- [EXERCISE]
Report every line of the data that includes "CreateCampaignRequest".

[Data extracted from a collection]
------------------------------

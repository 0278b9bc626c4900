pub mod alert;
pub mod campaign;
pub mod lead;
pub mod monitor;
pub mod user;

pub use alert::Alert;
pub use campaign::{Campaign, CampaignStatus};
pub use lead::{CampaignStep, Lead, LeadStatus};
pub use monitor::{MonitoredCompany, MonitoredLead};
use std::sync::Arc;

use actix_web::{web, HttpResponse};
use serde::Deserialize;
use tokio::sync::{mpsc, watch};
use uuid::Uuid;

use crate::models::{Campaign, CampaignStatus, Lead};
use crate::workflow::campaign_workflow::{self, CampaignOrchestratorInput};
use crate::workflow::signals::{CampaignStatusSnapshot, Signal};
use crate::workflow::WorkflowDefinition;
use crate::AppState;

/// HTTP surface mapping campaign control actions onto C5's signals/query
/// (spec §4.8, §6). Out of core scope — the workflow engine doesn't care
/// how its signals were triggered.
pub fn configure(cfg: &mut web::ServiceConfig) {
    cfg.service(web::resource("/campaigns").route(web::get().to(list_campaigns)))
        .service(web::resource("/campaigns/create").route(web::post().to(create_campaign)))
        .service(web::resource("/campaigns/{id}/pause").route(web::post().to(pause_campaign)))
        .service(web::resource("/campaigns/{id}/resume").route(web::post().to(resume_campaign)))
        .service(web::resource("/campaigns/{id}/stop").route(web::post().to(stop_campaign)))
        .service(web::resource("/campaigns/{id}/status").route(web::get().to(campaign_status)));
}

#[derive(Debug, Deserialize)]
struct CreateCampaignRequest {
    organization_id: Uuid,
    name: String,
    description: Option<String>,
    sender_account_id: Uuid,
    prospect_list_id: Uuid,
    window_start_time: String,
    window_end_time: String,
    window_timezone: String,
    leads_per_day: i32,
    workflow_definition_ref: String,
}

async fn list_campaigns(state: web::Data<AppState>) -> actix_web::Result<HttpResponse> {
    let campaigns = sqlx::query_as::<_, Campaign>("SELECT * FROM campaigns ORDER BY created_at DESC")
        .fetch_all(&state.pool)
        .await
        .map_err(|e| actix_web::error::ErrorInternalServerError(e.to_string()))?;
    Ok(HttpResponse::Ok().json(campaigns))
}

async fn create_campaign(state: web::Data<AppState>, body: web::Json<CreateCampaignRequest>) -> actix_web::Result<HttpResponse> {
    let campaign = sqlx::query_as::<_, Campaign>(
        r"
        INSERT INTO campaigns
            (id, organization_id, name, description, sender_account_id, prospect_list_id,
             window_start_time, window_end_time, window_timezone, leads_per_day,
             workflow_definition_ref, status, max_concurrent_leads, lead_processing_delay_secs,
             created_at, updated_at)
        VALUES ($1, $2, $3, $4, $5, $6, $7, $8, $9, $10, $11, 'draft', $12, $13, NOW(), NOW())
        RETURNING *
        ",
    )
    .bind(Uuid::new_v4())
    .bind(body.organization_id)
    .bind(&body.name)
    .bind(&body.description)
    .bind(body.sender_account_id)
    .bind(body.prospect_list_id)
    .bind(&body.window_start_time)
    .bind(&body.window_end_time)
    .bind(&body.window_timezone)
    .bind(body.leads_per_day)
    .bind(&body.workflow_definition_ref)
    .bind(5i32)
    .bind(30i32)
    .fetch_one(&state.pool)
    .await
    .map_err(|e| actix_web::error::ErrorBadRequest(e.to_string()))?;

    Ok(HttpResponse::Ok().json(campaign))
}

async fn pause_campaign(state: web::Data<AppState>, path: web::Path<Uuid>) -> actix_web::Result<HttpResponse> {
    dispatch_signal(&state, path.into_inner(), Signal::PauseCampaign).await
}

async fn resume_campaign(state: web::Data<AppState>, path: web::Path<Uuid>) -> actix_web::Result<HttpResponse> {
    dispatch_signal(&state, path.into_inner(), Signal::ResumeCampaign).await
}

async fn stop_campaign(state: web::Data<AppState>, path: web::Path<Uuid>) -> actix_web::Result<HttpResponse> {
    dispatch_signal(&state, path.into_inner(), Signal::StopCampaign).await
}

async fn dispatch_signal(state: &AppState, campaign_id: Uuid, signal: Signal) -> actix_web::Result<HttpResponse> {
    let workflow_id = campaign_workflow::workflow_id_for(campaign_id);
    if state.campaign_runtime.signal(&workflow_id, signal.clone()).await {
        return Ok(HttpResponse::Ok().finish());
    }
    // Unknown-workflow signal: start-then-signal (spec §4.5).
    start_campaign_workflow(state, campaign_id).await?;
    state.campaign_runtime.signal(&workflow_id, signal).await;
    Ok(HttpResponse::Ok().finish())
}

async fn campaign_status(state: web::Data<AppState>, path: web::Path<Uuid>) -> actix_web::Result<HttpResponse> {
    let workflow_id = campaign_workflow::workflow_id_for(path.into_inner());
    let snapshot = state
        .campaign_runtime
        .query(&workflow_id)
        .unwrap_or_else(CampaignStatusSnapshot::not_running);
    Ok(HttpResponse::Ok().json(snapshot))
}

/// Restarts the orchestrator for every campaign left `active` by a crash
/// or deploy. Workflows live only in this process's in-memory `Runtime`
/// (spec §3 Open Question 6), so a fresh process has none registered —
/// this is the worker's boot-time recovery sweep.
pub async fn reconcile(state: &AppState) {
    let active = match sqlx::query_as::<_, Campaign>("SELECT * FROM campaigns WHERE status = 'active'")
        .fetch_all(&state.pool)
        .await
    {
        Ok(rows) => rows,
        Err(e) => {
            tracing::error!("reconcile: failed to list active campaigns: {e}");
            return;
        }
    };
    for campaign in active {
        let workflow_id = campaign_workflow::workflow_id_for(campaign.id);
        if state.campaign_runtime.is_running(&workflow_id) {
            continue;
        }
        if let Err(e) = start_campaign_workflow(state, campaign.id).await {
            tracing::warn!("reconcile: could not restart campaign {}: {e}", campaign.id);
        }
    }
}

pub(crate) async fn start_campaign_workflow(state: &AppState, campaign_id: Uuid) -> actix_web::Result<()> {
    let workflow_id = campaign_workflow::workflow_id_for(campaign_id);
    if state.campaign_runtime.is_running(&workflow_id) {
        return Ok(());
    }
    // A previous process may have crashed mid-sleep; this workflow restarts
    // from the top rather than resuming that sleep, so any leftover row is
    // now stale.
    let _ = crate::workflow::timer::clear_timers_for_workflow(&state.pool, &workflow_id).await;

    let campaign = sqlx::query_as::<_, Campaign>("SELECT * FROM campaigns WHERE id = $1")
        .bind(campaign_id)
        .fetch_optional(&state.pool)
        .await
        .map_err(|e| actix_web::error::ErrorInternalServerError(e.to_string()))?
        .ok_or_else(|| actix_web::error::ErrorNotFound("campaign not found"))?;

    if campaign.status() != CampaignStatus::Active {
        return Err(actix_web::error::ErrorBadRequest("campaign is not active"));
    }

    // Terminal leads have already walked their whole DAG; re-dispatching
    // them (e.g. on every reconcile() sweep) would re-run provider-affecting
    // activities that already completed or failed for good.
    let leads = sqlx::query_as::<_, Lead>(
        "SELECT * FROM leads WHERE campaign_id = $1 AND status NOT IN ('completed', 'failed') ORDER BY created_at ASC",
    )
    .bind(campaign_id)
    .fetch_all(&state.pool)
    .await
    .map_err(|e| actix_web::error::ErrorInternalServerError(e.to_string()))?;

    let definition_json = fetch_workflow_definition_json(&campaign.workflow_definition_ref)
        .await
        .map_err(actix_web::error::ErrorInternalServerError)?;
    let workflow: WorkflowDefinition = serde_json::from_value(definition_json)
        .map_err(|e| actix_web::error::ErrorBadRequest(e.to_string()))?;

    let (signal_tx, signal_rx) = mpsc::channel(16);
    let (snapshot_tx, snapshot_rx) = watch::channel(CampaignStatusSnapshot { is_paused: false, is_running: true });

    let pool = state.pool.clone();
    let provider = Arc::clone(&state.provider);
    let input = CampaignOrchestratorInput {
        campaign,
        leads,
        workflow,
        daily_connection_cap: 20,
        weekly_connection_cap: 100,
    };

    let join = tokio::spawn(async move {
        let _ = campaign_workflow::run_campaign_workflow(pool, provider, signal_rx, snapshot_tx, input).await;
    });

    state.campaign_runtime.register(
        workflow_id,
        crate::workflow::WorkflowHandle { join, signals: signal_tx, snapshot: snapshot_rx },
    );
    Ok(())
}

/// Object storage is out of core scope (spec §6): workflow JSON is opaque
/// to the core and is assumed already resolvable by reference. This stub
/// models the interface the graph walker actually depends on.
async fn fetch_workflow_definition_json(_reference: &str) -> Result<serde_json::Value, String> {
    Err("object storage client is an external collaborator, not implemented in this crate".into())
}
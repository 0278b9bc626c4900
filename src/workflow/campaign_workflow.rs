use std::sync::Arc;

use sqlx::PgPool;
use tokio::sync::{mpsc, watch, Semaphore};
use uuid::Uuid;

use crate::activities::{ActivityError, ProviderClient};
use crate::models::{Campaign, Lead};

use super::graph::WorkflowDefinition;
use super::lead_workflow::{self, LeadWorkflowInput};
use super::signals::{CampaignStatusSnapshot, Signal};

/// Everything the parent orchestrator needs to enumerate and dispatch
/// children (spec §4.5).
pub struct CampaignOrchestratorInput {
    pub campaign: Campaign,
    pub leads: Vec<Lead>,
    pub workflow: WorkflowDefinition,
    pub daily_connection_cap: usize,
    pub weekly_connection_cap: usize,
}

/// Parent workflow loop: enumerates leads, staggers children under
/// `max_concurrent_leads`, and reacts to pause/resume/stop signals. The
/// child workflow id is deterministic from `(campaignId, leadId)` so a
/// restart reattaches rather than double-dispatching (spec §4.5).
pub async fn run_campaign_workflow(
    pool: PgPool,
    provider: Arc<dyn ProviderClient>,
    mut signals: mpsc::Receiver<Signal>,
    snapshot_tx: watch::Sender<CampaignStatusSnapshot>,
    input: CampaignOrchestratorInput,
) -> Result<(), ActivityError> {
    let spacing = std::time::Duration::from_secs(input.campaign.lead_processing_delay_secs.max(0) as u64);
    let semaphore = Arc::new(Semaphore::new(input.campaign.max_concurrent_leads.max(1) as usize));
    let mut is_paused = false;
    let mut children = tokio::task::JoinSet::new();
    // Propagated down to every child lead workflow so an in-flight connection
    // request poll blocks rather than keeps hitting the provider while this
    // campaign is paused (spec §8 Scenario S4).
    let (pause_tx, pause_rx) = watch::channel(false);

    for lead in input.leads {
        loop {
            match signals.try_recv() {
                Ok(Signal::PauseCampaign) => {
                    is_paused = true;
                    let _ = pause_tx.send(true);
                }
                Ok(Signal::ResumeCampaign) => {
                    is_paused = false;
                    let _ = pause_tx.send(false);
                }
                Ok(Signal::StopCampaign) => {
                    drain_children(&mut children).await;
                    return Ok(());
                }
                Ok(_) | Err(mpsc::error::TryRecvError::Empty) => break,
                Err(mpsc::error::TryRecvError::Disconnected) => break,
            }
            publish_snapshot(&snapshot_tx, is_paused);
        }

        while is_paused {
            publish_snapshot(&snapshot_tx, is_paused);
            match signals.recv().await {
                Some(Signal::ResumeCampaign) => {
                    is_paused = false;
                    let _ = pause_tx.send(false);
                }
                Some(Signal::StopCampaign) => {
                    drain_children(&mut children).await;
                    return Ok(());
                }
                Some(_) => {}
                None => return Ok(()),
            }
        }
        publish_snapshot(&snapshot_tx, is_paused);

        let permit = Arc::clone(&semaphore).acquire_owned().await.map_err(|e| ActivityError::Transient(e.to_string()))?;
        let lead_input = LeadWorkflowInput {
            lead_id: lead.id,
            campaign_id: input.campaign.id,
            account_id: input.campaign.sender_account_id,
            profile_url: lead.profile_url.clone(),
            workflow: input.workflow.clone(),
            start_time: input.campaign.window_start_time.clone(),
            end_time: input.campaign.window_end_time.clone(),
            timezone: input.campaign.window_timezone.clone(),
            daily_connection_cap: input.daily_connection_cap,
            weekly_connection_cap: input.weekly_connection_cap,
        };
        let child_pool = pool.clone();
        let child_provider = Arc::clone(&provider);
        let mut child_pause_rx = pause_rx.clone();
        children.spawn(async move {
            let _permit = permit;
            let _ = lead_workflow::run_lead_workflow(&child_pool, child_provider.as_ref(), &lead_input, &mut child_pause_rx).await;
        });

        if spacing > std::time::Duration::ZERO {
            tokio::time::sleep(spacing).await;
        }
    }

    drain_children(&mut children).await;
    Ok(())
}

fn publish_snapshot(snapshot_tx: &watch::Sender<CampaignStatusSnapshot>, is_paused: bool) {
    let _ = snapshot_tx.send(CampaignStatusSnapshot { is_paused, is_running: true });
}

async fn drain_children(children: &mut tokio::task::JoinSet<()>) {
    while children.join_next().await.is_some() {}
}

/// Deterministic parent workflow id so a second "start" is idempotent
/// (spec §4.5).
#[must_use]
pub fn workflow_id_for(campaign_id: Uuid) -> String {
    format!("campaign-{campaign_id}")
}

#[cfg(test)]
mod tests {
    use super::*;

    #[test]
    fn workflow_id_matches_deterministic_scheme() {
        let id = Uuid::nil();
        assert_eq!(workflow_id_for(id), format!("campaign-{id}"));
    }
}
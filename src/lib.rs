pub mod activities;
pub mod config;
pub mod middleware;
pub mod models;
pub mod workflow;

pub mod api;

use std::sync::Arc;

use sqlx::PgPool;

use activities::provider::LinkedInProviderClient;
use activities::ProviderClient;
use workflow::runtime::Runtime;
use workflow::signals::{CampaignStatusSnapshot, MonitoringStatusSnapshot};

/// Process-wide resources initialised once during worker/API bootstrap and
/// shared by every request handler and workflow task (spec §9 design
/// notes: global singletons are process-wide, initialised once, no
/// module-level mutable state inside workflow code).
pub struct AppState {
    pub pool: PgPool,
    pub provider: Arc<dyn ProviderClient>,
    pub campaign_runtime: Arc<Runtime<CampaignStatusSnapshot>>,
    pub lead_monitor_runtime: Arc<Runtime<MonitoringStatusSnapshot>>,
    pub company_monitor_runtime: Arc<Runtime<MonitoringStatusSnapshot>>,
}

impl AppState {
    #[must_use]
    pub fn new(pool: PgPool, config: &config::Config) -> Self {
        Self {
            pool,
            provider: Arc::new(LinkedInProviderClient::new(config.provider_api_base_url.clone())),
            campaign_runtime: Arc::new(Runtime::new()),
            lead_monitor_runtime: Arc::new(Runtime::new()),
            company_monitor_runtime: Arc::new(Runtime::new()),
        }
    }
}
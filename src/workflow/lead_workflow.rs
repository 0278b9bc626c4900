use std::collections::VecDeque;

use serde_json::Value;
use sqlx::PgPool;
use tokio::sync::watch;
use uuid::Uuid;

use crate::activities::provider::extract_profile_identifier;
use crate::activities::{persistence, time_limits, ActivityError, ActivityResult, ProviderClient, RetryPolicy};
use crate::models::{CampaignStatus, LeadStatus};

use super::connection_polling::{self, ConnectionPollingOutcome};
use super::graph::{ActionType, Edge, RestrictedGraph, WorkflowDefinition};
use super::timer;

/// Input to one lead workflow run (spec §4.2).
#[derive(Debug, Clone)]
pub struct LeadWorkflowInput {
    pub lead_id: Uuid,
    pub campaign_id: Uuid,
    pub account_id: Uuid,
    pub profile_url: String,
    pub workflow: WorkflowDefinition,
    pub start_time: String,
    pub end_time: String,
    pub timezone: String,
    pub daily_connection_cap: usize,
    pub weekly_connection_cap: usize,
}

#[derive(Debug, Clone, Copy, PartialEq, Eq)]
pub enum LeadWorkflowOutcome {
    Completed,
    Failed,
}

/// Walks the restricted DAG for one lead, persisting a `CampaignStep` per
/// executed node, honouring conditional edges and edge delays (spec §4.2).
pub async fn run_lead_workflow(
    pool: &PgPool,
    provider: &dyn ProviderClient,
    input: &LeadWorkflowInput,
    pause_rx: &mut watch::Receiver<bool>,
) -> Result<LeadWorkflowOutcome, ActivityError> {
    let workflow_id = format!("lead-{}-{}", input.campaign_id, input.lead_id);
    persistence::update_lead_status(pool, input.lead_id, LeadStatus::Processing).await?;

    let verified = RetryPolicy::default().run(|| provider.verify_account(input.account_id)).await?;
    let Some(_provider_account_id) = verified else {
        persistence::update_lead_status(pool, input.lead_id, LeadStatus::Failed).await?;
        return Ok(LeadWorkflowOutcome::Failed);
    };

    let graph = RestrictedGraph::build(&input.workflow);
    let mut queue: VecDeque<String> = graph.seed_queue();
    let mut in_degree = graph.in_degree.clone();
    let mut step_index: i32 = 0;

    while let Some(node_id) = queue.pop_front() {
        if should_abandon_for_campaign_control(pool, input.campaign_id).await? {
            persistence::update_lead_status(pool, input.lead_id, LeadStatus::Failed).await?;
            return Ok(LeadWorkflowOutcome::Failed);
        }

        let Some(node) = graph.node(&node_id) else {
            continue;
        };

        gate_on_time_window(pool, &workflow_id, &input.start_time, &input.end_time, &input.timezone).await?;

        let outcome = match &node.action_type {
            None => ActivityResult::ok_empty(),
            Some(raw_action) => {
                let Ok(action) = ActionType::parse(raw_action) else {
                    let result = ActivityResult::fail(format!("unknown action type: {raw_action}"));
                    persistence::record_campaign_step(
                        pool,
                        input.campaign_id,
                        input.lead_id,
                        step_index,
                        &node_id,
                        Some(raw_action.as_str()),
                        &node.config,
                        false,
                        Some(&result.data),
                    )
                    .await?;
                    step_index += 1;
                    persistence::update_lead_status(pool, input.lead_id, LeadStatus::Failed).await?;
                    return Ok(LeadWorkflowOutcome::Failed);
                };
                execute_action(pool, provider, &workflow_id, input, action, &node.config, &graph, &node_id, pause_rx).await?
            }
        };

        if node.action_type.is_some() {
            persistence::record_campaign_step(
                pool,
                input.campaign_id,
                input.lead_id,
                step_index,
                &node_id,
                node.action_type.as_deref(),
                &node.config,
                outcome.success,
                Some(&outcome.data),
            )
            .await?;
            step_index += 1;
        }

        advance_edges(pool, &workflow_id, &graph, &node_id, outcome.success, &mut in_degree, &mut queue).await?;
    }

    persistence::update_lead_status(pool, input.lead_id, LeadStatus::Completed).await?;
    Ok(LeadWorkflowOutcome::Completed)
}

async fn execute_action(
    pool: &PgPool,
    provider: &dyn ProviderClient,
    workflow_id: &str,
    input: &LeadWorkflowInput,
    action: ActionType,
    config: &Value,
    graph: &RestrictedGraph,
    node_id: &str,
    pause_rx: &mut watch::Receiver<bool>,
) -> Result<ActivityResult, ActivityError> {
    let identifier = extract_profile_identifier(&input.profile_url).ok_or_else(|| {
        ActivityError::Validation(format!(
            "could not extract a provider identifier from profile url: {}",
            input.profile_url
        ))
    })?;

    match action {
        ActionType::ProfileVisit => RetryPolicy::default().run(|| provider.profile_visit(input.account_id, &identifier)).await,
        ActionType::LikePost => RetryPolicy::default().run(|| provider.like_post(input.account_id, &identifier, config)).await,
        ActionType::CommentPost => RetryPolicy::default().run(|| provider.comment_post(input.account_id, &identifier, config)).await,
        ActionType::SendFollowup => RetryPolicy::default().run(|| provider.send_followup(input.account_id, &identifier, config)).await,
        ActionType::WithdrawRequest => RetryPolicy::default().run(|| provider.withdraw_request(input.account_id, &identifier, config)).await,
        ActionType::SendInmail => RetryPolicy::default().run(|| provider.send_inmail(input.account_id, &identifier, config)).await,
        ActionType::SendConnectionRequest => {
            let rejected_edge_delay_ms = rejected_branch_delay_ms(graph, node_id);
            let outcome = connection_polling::run_connection_request(
                pool,
                provider,
                workflow_id,
                input.account_id,
                &identifier,
                config,
                rejected_edge_delay_ms,
                input.daily_connection_cap,
                input.weekly_connection_cap,
                pause_rx,
            )
            .await?;
            Ok(connection_outcome_to_activity_result(&outcome))
        }
    }
}

fn connection_outcome_to_activity_result(outcome: &ConnectionPollingOutcome) -> ActivityResult {
    ActivityResult {
        success: outcome.success,
        message: Some(outcome.status.clone()),
        data: serde_json::json!({ "status": outcome.status, "elapsedMs": outcome.elapsed_ms }),
    }
}

async fn gate_on_time_window(
    pool: &PgPool,
    workflow_id: &str,
    start: &str,
    end: &str,
    timezone: &str,
) -> Result<(), ActivityError> {
    let first = time_limits::check_time_window_activity(start, end, timezone).await?;
    if first.in_window {
        return Ok(());
    }
    timer::durable_sleep(pool, workflow_id, "time-window-gate", first.wait_ms).await?;
    // Re-check once, guarding against an off-by-one at the boundary (spec §4.4).
    let second = time_limits::check_time_window_activity(start, end, timezone).await?;
    if !second.in_window {
        timer::durable_sleep(pool, workflow_id, "time-window-gate-retry", second.wait_ms).await?;
    }
    Ok(())
}

/// Campaign-status polling helper for per-lead workflows (spec §4.5): exits
/// the lead (Failed) when the campaign is deleted or has reached a
/// terminal, non-paused status; waits in 5-minute increments while paused.
async fn should_abandon_for_campaign_control(pool: &PgPool, campaign_id: Uuid) -> Result<bool, ActivityError> {
    loop {
        let Some(status) = persistence::fetch_campaign_status(pool, campaign_id).await? else {
            return Ok(true);
        };
        match status {
            CampaignStatus::Paused => {
                tokio::time::sleep(std::time::Duration::from_secs(5 * 60)).await;
                continue;
            }
            CampaignStatus::Completed | CampaignStatus::Failed | CampaignStatus::Stopped => return Ok(true),
            CampaignStatus::Draft | CampaignStatus::Active => return Ok(false),
        }
    }
}

/// For every outgoing edge from `node_id`: conditional edges follow only
/// when `isPositive == success`; in-degree is decremented regardless so
/// un-taken branches don't strand the target (spec §4.2 step 5).
async fn advance_edges(
    pool: &PgPool,
    workflow_id: &str,
    graph: &RestrictedGraph,
    node_id: &str,
    success: bool,
    in_degree: &mut std::collections::HashMap<String, u32>,
    queue: &mut VecDeque<String>,
) -> Result<(), ActivityError> {
    for edge in graph.outgoing_edges(node_id) {
        let should_follow = !edge.data.is_conditional_path || edge.data.is_positive == success;

        if should_follow {
            let delay_ms = edge.delay_ms();
            if delay_ms > 0 {
                timer::durable_sleep(pool, workflow_id, &format!("edge-delay-{}", edge.id), delay_ms).await?;
            }
        }

        if let Some(degree) = in_degree.get_mut(&edge.target) {
            *degree = degree.saturating_sub(1);
            if *degree == 0 {
                queue.push_back(edge.target.clone());
            }
        }
    }
    Ok(())
}

/// Looks up the rejected-branch (`isPositive=false`) outgoing edge from a
/// `send_connection_request` node, used to derive the polling horizon
/// (spec §4.3 step 5).
#[must_use]
pub fn rejected_branch_delay_ms(graph: &RestrictedGraph, node_id: &str) -> Option<i64> {
    graph
        .outgoing_edges(node_id)
        .iter()
        .find(|e| e.data.is_conditional_path && !e.data.is_positive)
        .map(Edge::delay_ms)
}

#[cfg(test)]
mod tests {
    use super::*;
    use crate::workflow::graph::{EdgeData, Node, NodeClass};

    fn node(id: &str, action: Option<&str>) -> Node {
        Node { id: id.into(), class: NodeClass::Action, action_type: action.map(str::to_owned), config: serde_json::json!({ "identifier": "jane" }) }
    }

    fn edge(id: &str, source: &str, target: &str, conditional: bool, positive: bool) -> Edge {
        Edge {
            id: id.into(),
            source: source.into(),
            target: target.into(),
            data: EdgeData { is_conditional_path: conditional, is_positive: positive, delay_data: None },
        }
    }

    #[test]
    fn rejected_branch_delay_found_on_conditional_negative_edge() {
        let def = WorkflowDefinition {
            nodes: vec![node("a", Some("send_connection_request")), node("b", Some("send_followup")), node("c", Some("withdraw_request"))],
            edges: vec![
                edge("e1", "a", "b", true, true),
                Edge {
                    id: "e2".into(),
                    source: "a".into(),
                    target: "c".into(),
                    data: EdgeData {
                        is_conditional_path: true,
                        is_positive: false,
                        delay_data: Some(super::super::graph::EdgeDelay { delay: 24, unit: super::super::graph::DelayUnit::H }),
                    },
                },
            ],
        };
        let graph = RestrictedGraph::build(&def);
        assert_eq!(rejected_branch_delay_ms(&graph, "a"), Some(24 * 3_600_000));
    }

    #[test]
    fn no_rejected_branch_returns_none() {
        let def = WorkflowDefinition {
            nodes: vec![node("a", Some("profile_visit")), node("b", Some("like_post"))],
            edges: vec![edge("e1", "a", "b", false, false)],
        };
        let graph = RestrictedGraph::build(&def);
        assert_eq!(rejected_branch_delay_ms(&graph, "a"), None);
    }
}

------------------------------

- [REPLY]
struct CreateCampaignRequest {
async fn create_campaign(state: web::Data<AppState>, body: web::Json<CreateCampaignRequest>) -> actix_web::Result<HttpResponse> {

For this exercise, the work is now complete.